→ Required action: Each line below from the one containing "pub fn social_security_number(&self)" through the one containing "impl Persistable for City" should be output exactly as it stands, and no other line should appear.

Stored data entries

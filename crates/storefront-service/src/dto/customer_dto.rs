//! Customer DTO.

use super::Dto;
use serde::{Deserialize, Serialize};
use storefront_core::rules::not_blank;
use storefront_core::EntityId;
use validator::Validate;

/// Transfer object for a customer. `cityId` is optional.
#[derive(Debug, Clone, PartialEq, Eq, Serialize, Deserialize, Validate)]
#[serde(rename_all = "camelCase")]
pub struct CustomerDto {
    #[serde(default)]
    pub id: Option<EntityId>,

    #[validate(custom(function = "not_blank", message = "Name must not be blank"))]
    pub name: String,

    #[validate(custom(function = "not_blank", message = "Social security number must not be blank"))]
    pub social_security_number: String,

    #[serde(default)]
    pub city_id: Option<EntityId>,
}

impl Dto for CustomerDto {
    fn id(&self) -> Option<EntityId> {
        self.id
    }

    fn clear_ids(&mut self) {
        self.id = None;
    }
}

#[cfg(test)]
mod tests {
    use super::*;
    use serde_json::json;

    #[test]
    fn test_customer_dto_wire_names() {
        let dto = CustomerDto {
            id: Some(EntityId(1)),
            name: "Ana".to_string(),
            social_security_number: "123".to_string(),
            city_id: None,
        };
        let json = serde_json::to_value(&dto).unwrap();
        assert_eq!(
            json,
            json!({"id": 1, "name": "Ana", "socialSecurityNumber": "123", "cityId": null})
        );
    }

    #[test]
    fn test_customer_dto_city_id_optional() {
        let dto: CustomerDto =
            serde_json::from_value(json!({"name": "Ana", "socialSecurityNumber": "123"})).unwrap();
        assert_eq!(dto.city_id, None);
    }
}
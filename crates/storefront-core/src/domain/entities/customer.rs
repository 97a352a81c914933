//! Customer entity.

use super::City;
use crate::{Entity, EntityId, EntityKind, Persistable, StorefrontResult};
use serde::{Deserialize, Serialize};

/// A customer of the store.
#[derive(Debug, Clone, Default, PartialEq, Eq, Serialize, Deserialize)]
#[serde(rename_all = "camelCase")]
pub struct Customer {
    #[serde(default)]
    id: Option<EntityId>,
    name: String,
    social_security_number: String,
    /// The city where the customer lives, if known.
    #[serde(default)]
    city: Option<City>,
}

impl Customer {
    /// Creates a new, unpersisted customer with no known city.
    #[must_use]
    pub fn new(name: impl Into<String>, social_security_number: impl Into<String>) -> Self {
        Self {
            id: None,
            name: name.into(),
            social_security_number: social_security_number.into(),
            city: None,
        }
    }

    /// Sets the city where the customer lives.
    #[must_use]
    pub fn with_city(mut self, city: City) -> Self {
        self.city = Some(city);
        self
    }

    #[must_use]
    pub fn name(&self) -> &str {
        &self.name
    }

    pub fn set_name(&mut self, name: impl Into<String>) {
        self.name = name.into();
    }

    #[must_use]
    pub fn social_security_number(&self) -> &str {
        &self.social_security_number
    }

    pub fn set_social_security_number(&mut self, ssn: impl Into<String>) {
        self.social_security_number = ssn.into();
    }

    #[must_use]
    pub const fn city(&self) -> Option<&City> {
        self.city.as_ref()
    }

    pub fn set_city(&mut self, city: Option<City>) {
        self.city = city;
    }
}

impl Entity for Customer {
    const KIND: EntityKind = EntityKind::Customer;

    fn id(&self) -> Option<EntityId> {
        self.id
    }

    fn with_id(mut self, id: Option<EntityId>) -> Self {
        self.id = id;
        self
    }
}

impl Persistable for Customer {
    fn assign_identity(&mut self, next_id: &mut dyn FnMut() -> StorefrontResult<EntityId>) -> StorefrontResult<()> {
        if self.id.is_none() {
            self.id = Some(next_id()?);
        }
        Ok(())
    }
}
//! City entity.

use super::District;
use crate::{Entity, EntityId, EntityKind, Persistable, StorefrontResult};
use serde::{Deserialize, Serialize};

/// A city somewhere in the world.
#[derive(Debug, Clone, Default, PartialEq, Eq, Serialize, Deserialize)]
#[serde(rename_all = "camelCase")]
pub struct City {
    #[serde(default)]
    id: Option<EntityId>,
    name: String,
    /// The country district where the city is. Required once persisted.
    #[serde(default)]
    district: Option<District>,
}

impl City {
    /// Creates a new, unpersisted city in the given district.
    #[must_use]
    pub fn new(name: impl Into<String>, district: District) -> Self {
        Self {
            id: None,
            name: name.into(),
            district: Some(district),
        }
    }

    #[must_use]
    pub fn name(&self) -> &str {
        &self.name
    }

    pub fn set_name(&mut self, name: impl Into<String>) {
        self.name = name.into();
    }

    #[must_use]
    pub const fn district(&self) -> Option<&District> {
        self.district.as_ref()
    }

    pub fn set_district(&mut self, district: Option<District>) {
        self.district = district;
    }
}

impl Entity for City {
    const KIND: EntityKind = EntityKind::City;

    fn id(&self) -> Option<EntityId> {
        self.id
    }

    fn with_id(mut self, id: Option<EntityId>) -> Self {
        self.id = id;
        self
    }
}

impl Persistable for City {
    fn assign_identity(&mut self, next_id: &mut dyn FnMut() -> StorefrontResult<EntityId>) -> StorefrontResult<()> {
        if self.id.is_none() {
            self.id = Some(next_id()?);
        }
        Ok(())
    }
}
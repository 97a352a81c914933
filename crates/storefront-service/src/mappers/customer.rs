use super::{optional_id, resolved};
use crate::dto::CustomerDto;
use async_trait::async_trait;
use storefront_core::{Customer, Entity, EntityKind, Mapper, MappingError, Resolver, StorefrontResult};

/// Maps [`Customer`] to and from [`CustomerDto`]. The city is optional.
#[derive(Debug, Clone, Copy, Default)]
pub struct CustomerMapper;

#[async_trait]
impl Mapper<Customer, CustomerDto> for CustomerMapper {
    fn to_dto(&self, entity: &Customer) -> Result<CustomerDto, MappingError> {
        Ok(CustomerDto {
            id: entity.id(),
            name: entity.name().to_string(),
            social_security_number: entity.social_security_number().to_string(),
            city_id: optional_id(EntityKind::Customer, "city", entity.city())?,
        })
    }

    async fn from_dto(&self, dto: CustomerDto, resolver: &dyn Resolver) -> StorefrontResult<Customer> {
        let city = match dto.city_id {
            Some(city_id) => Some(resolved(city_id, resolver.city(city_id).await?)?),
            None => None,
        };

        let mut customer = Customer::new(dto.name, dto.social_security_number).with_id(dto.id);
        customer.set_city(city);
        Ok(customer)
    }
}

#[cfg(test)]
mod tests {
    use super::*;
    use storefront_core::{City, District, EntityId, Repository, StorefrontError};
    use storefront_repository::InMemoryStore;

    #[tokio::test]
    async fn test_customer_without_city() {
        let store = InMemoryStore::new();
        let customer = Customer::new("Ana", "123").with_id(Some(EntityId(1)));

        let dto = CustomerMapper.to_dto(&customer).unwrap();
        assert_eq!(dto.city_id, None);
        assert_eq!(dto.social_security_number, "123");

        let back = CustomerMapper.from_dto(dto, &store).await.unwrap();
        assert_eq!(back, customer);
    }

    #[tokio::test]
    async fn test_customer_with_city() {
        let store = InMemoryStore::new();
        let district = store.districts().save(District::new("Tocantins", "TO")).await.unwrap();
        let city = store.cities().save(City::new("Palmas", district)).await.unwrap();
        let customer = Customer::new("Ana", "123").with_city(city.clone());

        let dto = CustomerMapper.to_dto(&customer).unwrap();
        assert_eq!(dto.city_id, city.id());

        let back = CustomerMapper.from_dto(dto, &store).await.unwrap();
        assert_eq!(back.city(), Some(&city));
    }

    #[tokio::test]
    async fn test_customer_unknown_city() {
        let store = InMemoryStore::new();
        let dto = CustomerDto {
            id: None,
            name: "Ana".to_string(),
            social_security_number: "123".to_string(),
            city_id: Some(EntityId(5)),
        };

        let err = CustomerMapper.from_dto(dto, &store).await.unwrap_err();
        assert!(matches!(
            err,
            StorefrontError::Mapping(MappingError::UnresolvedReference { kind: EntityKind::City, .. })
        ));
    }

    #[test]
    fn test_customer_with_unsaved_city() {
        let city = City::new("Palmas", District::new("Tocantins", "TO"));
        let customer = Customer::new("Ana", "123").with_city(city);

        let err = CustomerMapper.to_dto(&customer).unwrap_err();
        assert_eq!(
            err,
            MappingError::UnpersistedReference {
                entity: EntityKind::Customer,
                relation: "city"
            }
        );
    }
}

→ Solved problem:
    pub fn social_security_number(&self) -> &str {
        &self.social_security_number
    }

    pub fn set_social_security_number(&mut self, ssn: impl Into<String>) {
        self.social_security_number = ssn.into();
    }

    #[must_use]
    pub const fn city(&self) -> Option<&City> {
        self.city.as_ref()
    }

    pub fn set_city(&mut self, city: Option<City>) {
        self.city = city;
    }
}

impl Entity for Customer {
    const KIND: EntityKind = EntityKind::Customer;

    fn id(&self) -> Option<EntityId> {
        self.id
    }

    fn with_id(mut self, id: Option<EntityId>) -> Self {
        self.id = id;
        self
    }
}

impl Persistable for Customer {
    fn assign_identity(&mut self, next_id: &mut dyn FnMut() -> StorefrontResult<EntityId>) -> StorefrontResult<()> {
        if self.id.is_none() {
            self.id = Some(next_id()?);
        }
        Ok(())
    }
}
//! City entity.

use super::District;
use crate::{Entity, EntityId, EntityKind, Persistable, StorefrontResult};
use serde::{Deserialize, Serialize};

/// A city somewhere in the world.
#[derive(Debug, Clone, Default, PartialEq, Eq, Serialize, Deserialize)]
#[serde(rename_all = "camelCase")]
pub struct City {
    #[serde(default)]
    id: Option<EntityId>,
    name: String,
    /// The country district where the city is. Required once persisted.
    #[serde(default)]
    district: Option<District>,
}

impl City {
    /// Creates a new, unpersisted city in the given district.
    #[must_use]
    pub fn new(name: impl Into<String>, district: District) -> Self {
        Self {
            id: None,
            name: name.into(),
            district: Some(district),
        }
    }

    #[must_use]
    pub fn name(&self) -> &str {
        &self.name
    }

    pub fn set_name(&mut self, name: impl Into<String>) {
        self.name = name.into();
    }

    #[must_use]
    pub const fn district(&self) -> Option<&District> {
        self.district.as_ref()
    }

    pub fn set_district(&mut self, district: Option<District>) {
        self.district = district;
    }
}

impl Entity for City {
    const KIND: EntityKind = EntityKind::City;

    fn id(&self) -> Option<EntityId> {
        self.id
    }

    fn with_id(mut self, id: Option<EntityId>) -> Self {
        self.id = id;
        self
    }
}

impl Persistable for City {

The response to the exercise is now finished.